Zorp is a proxy firewall suite with its core architecture is built around today's security demands: it uses application level proxies, is modular and component based, uses a script language to describe policy decisions, makes it possible to monitor encrypted traffic, lets you override client actions, and lets you protect your servers with its built in IDS capabilities.
FSlint is a toolkit to find various forms of lint on a filesystem. At the moment it reports duplicate files, bad symbolic links, troublesome file names, empty directories, non stripped executables, temporary files, duplicate/conflicting (binary) names, and unused ext2 directory blocks.
Diladele Web Safety is an ICAP server that integrates with an existing Squid proxy server and provides rich content and Web filtering functionality to sanitize Internet traffic passing into an internal home/enterprise network. It blocks pornography and explicit (adult) content by deep inspecting HTML content and URLs, blocks file downloads, performs filtering based on groups, controls Web usage by categories, removes annoying Web ads, and protects online privacy by disallowing access to Web trackers. It runs on any FreeBSD derived platform, RedHat, CentOS, Debian, and Ubuntu Linux, Raspberry PI, and Apple OS X, providing a comprehensive Web filtering solution easily manageable via a Web UI.
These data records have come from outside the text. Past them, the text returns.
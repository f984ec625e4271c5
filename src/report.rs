//! # Report — Progress Counters, Banners, and Resume Control
//!
//! The reporter sits between the engine and the outside world. Every worker
//! calls it for each prime (`report_p`), each root set (`report_c`), each
//! admissible d (`report_d`), and each phase boundary (`report_phase`). The
//! boolean returns steer the caller:
//!
//! - `false` from `report_p`/`report_c`/`report_d` means "skip the rest of
//!   the work for this scope" — used by the options mask, which truncates
//!   the per-prime pipeline after prime counting (1), root counting (2), or
//!   d enumeration (3).
//! - `false` from `report_phase` means the checkpoint already covers this
//!   run; the supervisor ends cleanly without spawning workers.
//!
//! Counters are atomics updated lock-free from every worker; the phase
//! boundary writes a checkpoint keyed on the highest prime reported so far.
//!
//! ## Profiling
//!
//! With profiling enabled the run is single-worker and `profile_checkpoint`
//! raises the shared stop flag once enough per-d samples have been
//! collected, which drains the pipe and ends the run.

use std::path::PathBuf;
use std::sync::atomic::{AtomicBool, AtomicU32, AtomicU64, Ordering};
use std::sync::Arc;

use crate::checkpoint::{self, Checkpoint};
use crate::params::SearchParams;

/// The six driver phases plus the precompute marker, in execution order.
#[derive(Clone, Copy, Debug, PartialEq, Eq, PartialOrd, Ord)]
#[repr(u32)]
pub enum Phase {
    Precompute = 0,
    Cached = 1,
    Uncached = 2,
    Cocached = 3,
    NearPrime = 4,
    Prime = 5,
    BigPrime = 6,
}

impl Phase {
    pub fn id(self) -> u32 {
        self as u32
    }
}

/// Contract between the engine and the reporting/checkpoint layer.
pub trait Reporter: Sync {
    /// Called once before precompute; returns the resume point start_pmin.
    fn report_start(&self) -> u64;
    /// Per prime pulled from the pipe. False truncates this prime's work.
    fn report_p(&self, p: u64) -> bool;
    /// Per root set computed. False truncates this prime's work.
    fn report_c(&self, n: u32) -> bool;
    /// Per admissible d (n = progression count). False skips the z checks.
    fn report_d(&self, d: u64, n: u64) -> bool;
    /// Per phase boundary. False short-circuits the run.
    fn report_phase(&self, phase: Phase) -> bool;
    fn report_job_start(&self, job: usize);
    fn report_job_end(&self, job: usize);
    /// A verified solution x³ + y³ + z³ = k.
    fn report_solution(&self, x: &str, y: &str, z: &str);
    fn report_end(&self, ok: bool);
    /// Compare observed counters against expectations from the CLI.
    fn report_comparisons(&self, pcnt: u64, ccnt: u64, dcnt: u64, rcnt: u64);
    /// Called after every dispatched d; ends a profiling run once saturated.
    fn profile_checkpoint(&self);
    fn profiling(&self) -> bool;
    fn reporting(&self) -> bool;
}

/// Counter snapshot, used by tests and the comparison report.
#[derive(Clone, Copy, Debug, Default, PartialEq, Eq)]
pub struct Counts {
    pub pcnt: u64,
    pub ccnt: u64,
    pub dcnt: u64,
    pub rcnt: u64,
}

/// Production reporter: tracing output, atomic counters, checkpoint files.
pub struct LogReporter {
    params: SearchParams,
    checkpoint_path: Option<PathBuf>,
    stop: Arc<AtomicBool>,
    profiling: bool,
    pcnt: AtomicU64,
    ccnt: AtomicU64,
    dcnt: AtomicU64,
    rcnt: AtomicU64,
    max_p: AtomicU64,
    phase_done: AtomicU32,
    profile_samples: AtomicU64,
    resume_complete: AtomicBool,
}

/// Profiling stops after this many dispatched d.
const PROFILE_SAMPLE_TARGET: u64 = 1 << 22;

impl LogReporter {
    pub fn new(
        params: SearchParams,
        checkpoint_path: Option<PathBuf>,
        stop: Arc<AtomicBool>,
        profiling: bool,
    ) -> Self {
        LogReporter {
            params,
            checkpoint_path,
            stop,
            profiling,
            pcnt: AtomicU64::new(0),
            ccnt: AtomicU64::new(0),
            dcnt: AtomicU64::new(0),
            rcnt: AtomicU64::new(0),
            max_p: AtomicU64::new(0),
            phase_done: AtomicU32::new(0),
            profile_samples: AtomicU64::new(0),
            resume_complete: AtomicBool::new(false),
        }
    }

    pub fn counts(&self) -> Counts {
        Counts {
            pcnt: self.pcnt.load(Ordering::Relaxed),
            ccnt: self.ccnt.load(Ordering::Relaxed),
            dcnt: self.dcnt.load(Ordering::Relaxed),
            rcnt: self.rcnt.load(Ordering::Relaxed),
        }
    }

    fn snapshot(&self, phase: u32) -> Checkpoint {
        let c = self.counts();
        Checkpoint {
            k: self.params.k,
            p0: self.params.p0,
            pmin: self.params.pmin,
            pmax: self.params.pmax,
            dmax: self.params.dmax,
            zmax: self.params.zmax.to_string(),
            next_pmin: self.max_p.load(Ordering::Relaxed) + 1,
            phase,
            pcnt: c.pcnt,
            ccnt: c.ccnt,
            dcnt: c.dcnt,
            rcnt: c.rcnt,
        }
    }

    /// Options-mask stage: 0 means unrestricted.
    fn stage_allows(&self, stage: u32) -> bool {
        let o = self.params.options;
        o == 0 || o > stage
    }
}

impl Reporter for LogReporter {
    fn report_start(&self) -> u64 {
        let p = &self.params;
        println!(
            "START:{}:k={}:p0={}:pmin={}:pmax={}:dmax={}:zmax={}:n={}:opts={}",
            chrono::Utc::now().format("%Y-%m-%d %H:%M:%S"),
            p.k,
            p.p0,
            p.pmin,
            p.pmax,
            p.dmax,
            p.zmax,
            p.workers,
            p.options
        );
        if let Some(path) = &self.checkpoint_path {
            if let Some(cp) = checkpoint::load(path) {
                if cp.matches(p.k, p.p0, p.pmin, p.pmax, p.dmax, p.zmax) {
                    if cp.complete() {
                        tracing::info!("checkpoint already covers [pmin,pmax], nothing to do");
                        self.resume_complete.store(true, Ordering::Relaxed);
                    } else {
                        tracing::info!(next_pmin = cp.next_pmin, "resuming from checkpoint");
                    }
                    self.pcnt.store(cp.pcnt, Ordering::Relaxed);
                    self.ccnt.store(cp.ccnt, Ordering::Relaxed);
                    self.dcnt.store(cp.dcnt, Ordering::Relaxed);
                    self.rcnt.store(cp.rcnt, Ordering::Relaxed);
                    self.max_p.store(cp.next_pmin.saturating_sub(1), Ordering::Relaxed);
                    return cp.next_pmin.max(p.pmin);
                }
                tracing::warn!("checkpoint does not match this search, starting fresh");
            }
        }
        p.pmin
    }

    fn report_p(&self, p: u64) -> bool {
        self.pcnt.fetch_add(1, Ordering::Relaxed);
        self.max_p.fetch_max(p, Ordering::Relaxed);
        self.stage_allows(1)
    }

    fn report_c(&self, n: u32) -> bool {
        self.ccnt.fetch_add(n as u64, Ordering::Relaxed);
        self.stage_allows(2)
    }

    fn report_d(&self, _d: u64, n: u64) -> bool {
        self.dcnt.fetch_add(1, Ordering::Relaxed);
        self.rcnt.fetch_add(n, Ordering::Relaxed);
        self.stage_allows(3)
    }

    fn report_phase(&self, phase: Phase) -> bool {
        if self.resume_complete.load(Ordering::Relaxed) {
            return false;
        }
        self.phase_done.fetch_max(phase.id(), Ordering::Relaxed);
        if let Some(path) = &self.checkpoint_path {
            if let Err(err) = checkpoint::save(path, &self.snapshot(phase.id())) {
                tracing::warn!(%err, "checkpoint save failed");
            }
        }
        tracing::info!(phase = ?phase, "phase boundary");
        true
    }

    fn report_job_start(&self, job: usize) {
        tracing::debug!(job, "worker start");
    }

    fn report_job_end(&self, job: usize) {
        tracing::debug!(job, "worker end");
    }

    fn report_solution(&self, x: &str, y: &str, z: &str) {
        println!("SOLUTION:k={}:x={}:y={}:z={}", self.params.k, x, y, z);
        tracing::info!(k = self.params.k, x, y, z, "solution found");
    }

    fn report_end(&self, ok: bool) {
        if ok && !self.resume_complete.load(Ordering::Relaxed) {
            // Mark the whole range covered so a rerun short-circuits.
            self.max_p.fetch_max(self.params.pmax, Ordering::Relaxed);
            if let Some(path) = &self.checkpoint_path {
                if let Err(err) = checkpoint::save(path, &self.snapshot(Phase::BigPrime.id())) {
                    tracing::warn!(%err, "final checkpoint save failed");
                }
            }
        }
        let c = self.counts();
        println!(
            "{}:{}:k={}:pcnt={}:ccnt={}:dcnt={}:rcnt={}",
            if ok { "END" } else { "FAILED" },
            chrono::Utc::now().format("%Y-%m-%d %H:%M:%S"),
            self.params.k,
            c.pcnt,
            c.ccnt,
            c.dcnt,
            c.rcnt
        );
    }

    fn report_comparisons(&self, pcnt: u64, ccnt: u64, dcnt: u64, rcnt: u64) {
        let c = self.counts();
        for (name, want, got) in [
            ("pcnt", pcnt, c.pcnt),
            ("ccnt", ccnt, c.ccnt),
            ("dcnt", dcnt, c.dcnt),
            ("rcnt", rcnt, c.rcnt),
        ] {
            if want != 0 && want != got {
                println!("MISMATCH:{}:expected={}:observed={}", name, want, got);
            }
        }
    }

    fn profile_checkpoint(&self) {
        if !self.profiling {
            return;
        }
        let n = self.profile_samples.fetch_add(1, Ordering::Relaxed);
        if n >= PROFILE_SAMPLE_TARGET {
            self.stop.store(true, Ordering::Relaxed);
        }
    }

    fn profiling(&self) -> bool {
        self.profiling
    }

    fn reporting(&self) -> bool {
        !self.profiling
    }
}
Scapy is a powerful interactive packet manipulation tool, packet generator, network scanner, network discovery tool, and packet sniffer. It provides classes to interactively create packets or sets of packets, manipulate them, send them over the wire, sniff other packets from the wire, match answers and replies, and more. Interaction is provided by the Python interpreter, so Python programming structures can be used (such as variables, loops, and functions). Report modules are possible and easy to make. It is intended to do about the same things as ttlscan, nmap, hping, queso, p0f, xprobe, arping, arp-sk, arpspoof, firewalk, irpas, tethereal, tcpdump, etc.